Él se había llevado el cigarrillo a la boca y lo mantenía apretado con los labios, dejando que pendulara. Tenía los ojos semicerrados para resguardarse del humo que lo hacía lagrimear; sus ojos tan grandes y con pestañas casi femeninas me parecían aún más grandes, dos medialunas.
Martina le ofreció la espalda y él, con una fuerza delicadísima, comenzó a masajearle las vértebras con los dedos. Pensé en lo bello que sería sentir dos grandes manos como esas por el cuerpo y el humo de su cigarrillo invadiéndome las narices. En ese momento lo deseé, y no sólo físicamente.
En un momento determinado incluso se me ocurrió preguntarle: “Thomas, ¿me harías un masaje también a mí?”, juro que casi lo digo.
Después no sé cómo ocurrió…
Esa misma noche, en una cama de estilo imperial, enorme, Claudio se había acostado sobre mí y yo había abierto las piernas con desgano. Sólo tenía puesto un corpiño negro de seda.
El perfume de la madera estacionada me daba una reconfortante sensación de calor. La oscuridad se tragaba todo, en el cuello llevaba un collar con la perla que me había regalado, única fuente de luz dentro del cuarto. Mis pensamientos eran como estrellas fugaces enormes de las que no lograba divisar la cabeza. Claudio experimentaba hacia mí algo parecido a los celos y a la envidia, y si no le dedicaba suficiente tiempo se ponía mal y me hacía sentir culpable. Lloraba hablando por teléfono, rogándome que no lo dejara, mortificando mi felicidad.
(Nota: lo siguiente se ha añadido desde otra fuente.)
// Counterpoint refinement: greedy optimizer, unison polish, range folding.
//
// The optimizer walks every pitched note of every voice and tries four
// replacements (octave down/up, semitone down/up). Each candidate is scored
// against the whole score; the best one that lowers the cost by more than a
// small epsilon and stays inside the voice's range is committed before moving
// on. A pass with no improvement ends the run early.
//
// The polish pass looks only for the hard-unison case (two voices attacking
// the same pitch together) and moves one of the colliding notes by an octave.
// Range enforcement then folds every pitch into its voice's bounds.
//
// Anchors are `(voice, note_index)` pairs that the optimizer and the polish
// pass leave alone: the subject and answer statements of the exposition.
// Range enforcement ignores anchors.
//
// Depends on scoring.rs for evaluation and grid.rs for locating onsets.

use crate::config::FugueParams;
use crate::grid::Grid;
use crate::note::{Note, Phrase};
use crate::scoring::score_counterpoint;
use std::collections::HashSet;
use tracing::debug;

/// Candidate pitch offsets tried for each note, in order.
const PROPOSALS: [i32; 4] = [-12, 12, -1, 1];

/// A candidate must beat the current cost by more than this.
const IMPROVEMENT_EPSILON: f64 = 1e-6;

/// Statistics from an optimizer run.
#[derive(Debug, Clone, Copy, PartialEq)]
pub struct OptimizeStats {
    pub passes: usize,
    pub changes: usize,
    pub initial_cost: f64,
    pub final_cost: f64,
}

fn range_for(ranges: &[(i32, i32)], voice: usize) -> (i32, i32) {
    ranges.get(voice).copied().unwrap_or((i32::MIN, i32::MAX))
}

/// Greedy pitch refinement. Modifies `voices` in place.
pub fn optimize_counterpoint(
    voices: &mut [Phrase],
    params: &FugueParams,
    ranges: &[(i32, i32)],
    anchors: &[(usize, usize)],
) -> OptimizeStats {
    let anchor_set: HashSet<(usize, usize)> = anchors.iter().copied().collect();

    let initial_cost = score_counterpoint(&*voices, params).total;
    let mut cost = initial_cost;
    let mut passes = 0;
    let mut changes = 0;

    if voices.is_empty() {
        return OptimizeStats {
            passes,
            changes,
            initial_cost,
            final_cost: cost,
        };
    }

    for _ in 0..params.optimizer_passes {
        passes += 1;
        let mut improved = false;

        for v in 0..voices.len() {
            let (lo, hi) = range_for(ranges, v);
            for i in 0..voices[v].len() {
                if anchor_set.contains(&(v, i)) {
                    continue;
                }
                let Some(pitch) = voices[v][i].pitch else {
                    continue;
                };

                // Only the voice under change is cloned; the rest are borrowed.
                let mut candidate = voices[v].clone();
                let mut best_cost = cost;
                let mut best_pitch = None;
                for shift in PROPOSALS {
                    let new_pitch = pitch + shift;
                    if new_pitch < lo || new_pitch > hi {
                        continue;
                    }
                    candidate[i] = candidate[i].with_pitch(new_pitch);
                    let views: Vec<&[Note]> = voices
                        .iter()
                        .enumerate()
                        .map(|(k, voice)| {
                            if k == v {
                                candidate.as_slice()
                            } else {
                                voice.as_slice()
                            }
                        })
                        .collect();
                    let c = score_counterpoint(&views, params).total;
                    if c + IMPROVEMENT_EPSILON < best_cost {
                        best_cost = c;
                        best_pitch = Some(new_pitch);
                    }
                }

                if let Some(p) = best_pitch {
                    voices[v][i] = voices[v][i].with_pitch(p);
                    cost = best_cost;
                    changes += 1;
                    improved = true;
                }
            }
        }

        debug!(pass = passes, changes, cost, "optimizer pass");
        if !improved {
            break;
        }
    }

    OptimizeStats {
        passes,
        changes,
        initial_cost,
        final_cost: cost,
    }
}

/// Repair simultaneous attacks on the same pitch by moving one note an
/// octave (down first, then up) within its range. The higher-numbered voice
/// moves unless that note is anchored. Returns the number of notes moved.
pub fn polish_counterpoint(
    voices: &mut [Phrase],
    params: &FugueParams,
    ranges: &[(i32, i32)],
    anchors: &[(usize, usize)],
) -> usize {
    let anchor_set: HashSet<(usize, usize)> = anchors.iter().copied().collect();
    let mut fixes = 0;

    for _ in 0..params.polish_passes {
        let grid = Grid::from_voices(&*voices, params.grid_resolution);
        let mut pass_fixes = 0;

        for k in 0..grid.num_steps {
            for i in 0..grid.voice_count() {
                for j in (i + 1)..grid.voice_count() {
                    if !grid.is_onset(i, k) || !grid.is_onset(j, k) {
                        continue;
                    }
                    let (Some(ni), Some(nj)) = (grid.cell(i, k).note_index, grid.cell(j, k).note_index)
                    else {
                        continue;
                    };
                    // Re-read pitches: an earlier fix in this pass may have moved one.
                    let (Some(pi), Some(pj)) = (voices[i][ni].pitch, voices[j][nj].pitch) else {
                        continue;
                    };
                    if pi != pj {
                        continue;
                    }

                    let target = [(j, nj), (i, ni)]
                        .into_iter()
                        .find(|cell| !anchor_set.contains(cell));
                    let Some((voice, idx)) = target else {
                        continue;
                    };
                    let (lo, hi) = range_for(ranges, voice);
                    if let Some(new_pitch) = [pi - 12, pi + 12]
                        .into_iter()
                        .find(|p| (lo..=hi).contains(p))
                    {
                        voices[voice][idx] = voices[voice][idx].with_pitch(new_pitch);
                        pass_fixes += 1;
                    }
                }
            }
        }

        debug!(fixes = pass_fixes, "polish pass");
        fixes += pass_fixes;
        if pass_fixes == 0 {
            break;
        }
    }
    fixes
}

/// Fold `pitch` by whole octaves into `[lo, hi]`. A range narrower than an
/// octave may have no matching pitch class; the result is then clamped.
pub fn fold_into_range(pitch: i32, lo: i32, hi: i32) -> i32 {
    if lo > hi {
        return pitch;
    }
    let mut p = pitch;
    if p < lo {
        p += 12 * (lo - p + 11).div_euclid(12);
    }
    if p > hi {
        p -= 12 * (p - hi + 11).div_euclid(12);
    }
    p.clamp(lo, hi)
}

/// Fold every pitch into its voice's range. Returns the number of notes moved.
pub fn enforce_ranges(voices: &mut [Phrase], ranges: &[(i32, i32)]) -> usize {
    let mut moved = 0;
    for (voice, &(lo, hi)) in voices.iter_mut().zip(ranges) {
        for note in voice.iter_mut() {
            if let Some(p) = note.pitch {
                let folded = fold_into_range(p, lo, hi);
                if folded != p {
                    note.pitch = Some(folded);
                    moved += 1;
                }
            }
        }
    }
    moved
}
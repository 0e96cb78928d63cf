// Counterpoint cost: a weighted penalty sum over a quantized score.
//
// Lower is better. Terms, each counted per grid step and voice pair:
//
// - parallel: both voices move the same way from one perfect interval to
//   another (consecutive fifths/octaves).
// - direct: similar motion into a perfect interval with at least one voice
//   leaping more than a whole step; heavier on strong beats.
// - dissonance: a non-consonant interval sounding on a strong beat.
// - crossing: a lower-numbered voice sounding above a higher-numbered one,
//   counted per step.
// - smoothness: a reward of minus the total melodic motion per voice; its
//   weight is negative, so leaping lines cost more.
// - hard unison: two voices attacking the same pitch together. Fixed cost,
//   not weighted.
//
// The last two beats form a cadence window in which the penalties above are
// discounted (to a quarter) and hard unisons are waived.
//
// Consumed by optimize.rs for greedy refinement, and by the CLI for reporting.

use crate::config::{CounterpointWeights, FugueParams};
use crate::grid::{Grid, interval};
use crate::note::Note;
use serde::Serialize;

/// Length of the relaxed window at the end of the piece.
pub const CADENCE_WINDOW_BEATS: f64 = 2.0;

/// Discount applied to penalties inside the cadence window.
const CADENCE_RELAXATION: f64 = 0.25;

/// Extra weight for direct perfects arriving on a strong beat.
const STRONG_BEAT_DIRECT: f64 = 1.5;

/// Fixed cost of a simultaneous attack on the same pitch.
pub const HARD_UNISON_PENALTY: f64 = 5.0;

/// Unweighted counts per term, plus the weighted total.
#[derive(Debug, Clone, Copy, Default, PartialEq, Serialize)]
pub struct CostBreakdown {
    pub parallel: f64,
    pub direct: f64,
    pub dissonance: f64,
    pub crossing: f64,
    /// Total absolute semitone motion between consecutive sounding steps.
    pub melodic_motion: f64,
    pub hard_unison: f64,
    pub total: f64,
}

impl CostBreakdown {
    /// The smoothness reward: smoother lines give a larger (less negative) value.
    pub fn smoothness(&self) -> f64 {
        -self.melodic_motion
    }
}

/// Score a set of voices with the weights and grid resolution in `params`.
pub fn score_counterpoint<V: AsRef<[Note]>>(voices: &[V], params: &FugueParams) -> CostBreakdown {
    let grid = Grid::from_voices(voices, params.grid_resolution);
    score_grid(&grid, &params.weights)
}

/// Score an already-quantized grid.
pub fn score_grid(grid: &Grid, weights: &CounterpointWeights) -> CostBreakdown {
    let mut cost = CostBreakdown {
        melodic_motion: score_motion(grid),
        ..CostBreakdown::default()
    };

    let steps = grid.num_steps;
    let cadence_start = steps.saturating_sub(grid.steps_for_beats(CADENCE_WINDOW_BEATS));
    let relax = |step: usize| {
        if step >= cadence_start {
            CADENCE_RELAXATION
        } else {
            1.0
        }
    };

    for k in 0..steps.saturating_sub(1) {
        score_vertical(grid, k, relax(k), k >= cadence_start, &mut cost);
        score_transition(grid, k, relax(k + 1), &mut cost);
    }

    cost.total = weights.parallel * cost.parallel
        + weights.direct * cost.direct
        + weights.dissonance * cost.dissonance
        + weights.crossing * cost.crossing
        + weights.smoothness * cost.smoothness()
        + cost.hard_unison;
    cost
}

/// Sum of melodic steps between consecutive sounding grid steps. Held notes
/// contribute nothing; a rest breaks the line.
fn score_motion(grid: &Grid) -> f64 {
    let mut motion = 0.0;
    for row in &grid.voices {
        for pair in row.windows(2) {
            if let (Some(a), Some(b)) = (pair[0].pitch, pair[1].pitch) {
                motion += interval::semitones(a, b).abs() as f64;
            }
        }
    }
    motion
}

/// Crossing, strong-beat dissonance, and onset unisons at one step.
fn score_vertical(grid: &Grid, k: usize, relax: f64, in_cadence: bool, cost: &mut CostBreakdown) {
    let strong = grid.is_strong_step(k);
    let voices = grid.voice_count();
    for i in 0..voices {
        for j in (i + 1)..voices {
            let (Some(a), Some(b)) = (grid.sounding_pitch(i, k), grid.sounding_pitch(j, k)) else {
                continue;
            };

            if a > b {
                cost.crossing += 1.0;
            }

            if strong && interval::is_dissonant(interval::interval_mod12(a, b)) {
                cost.dissonance += relax;
            }

            if a == b && grid.is_onset(i, k) && grid.is_onset(j, k) && !in_cadence {
                cost.hard_unison += HARD_UNISON_PENALTY;
            }
        }
    }
}

/// Parallel and direct perfects between step `k` and `k + 1`.
fn score_transition(grid: &Grid, k: usize, relax: f64, cost: &mut CostBreakdown) {
    let strong_arrival = grid.is_strong_step(k + 1);
    let voices = grid.voice_count();
    for i in 0..voices {
        for j in (i + 1)..voices {
            let (Some(a0), Some(a1), Some(b0), Some(b1)) = (
                grid.sounding_pitch(i, k),
                grid.sounding_pitch(i, k + 1),
                grid.sounding_pitch(j, k),
                grid.sounding_pitch(j, k + 1),
            ) else {
                continue;
            };

            let da = interval::semitones(a0, a1);
            let db = interval::semitones(b0, b1);
            let same_direction = (da > 0 && db > 0) || (da < 0 && db < 0);
            if !same_direction {
                continue;
            }

            let before = interval::interval_mod12(a0, b0);
            let after = interval::interval_mod12(a1, b1);

            if interval::is_perfect(before) && interval::is_perfect(after) {
                cost.parallel += relax;
            }

            if interval::is_perfect(after) && (da.abs() > 2 || db.abs() > 2) {
                let weight = if strong_arrival { STRONG_BEAT_DIRECT } else { 1.0 };
                cost.direct += weight * relax;
            }
        }
    }
}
– No veo la hora en que todo este lío se aplaque -decía-, quiero volver a tenerte sólo para mí. No te ilusiones, se olvidarán pronto de ti.
No, Claudio, no me ilusiono. Espero profundamente que se olviden de mí, espero que nadie me recuerde. Tienes que olvidarme.
Claudio entró dentro de mí y comenzó a moverse. Yo sentía el vientre inflado y percibía su sexo como algo desconocido. Giré la cabeza hacia el lado opuesto mientras sentía el roce de su abdomen contra mi pubis.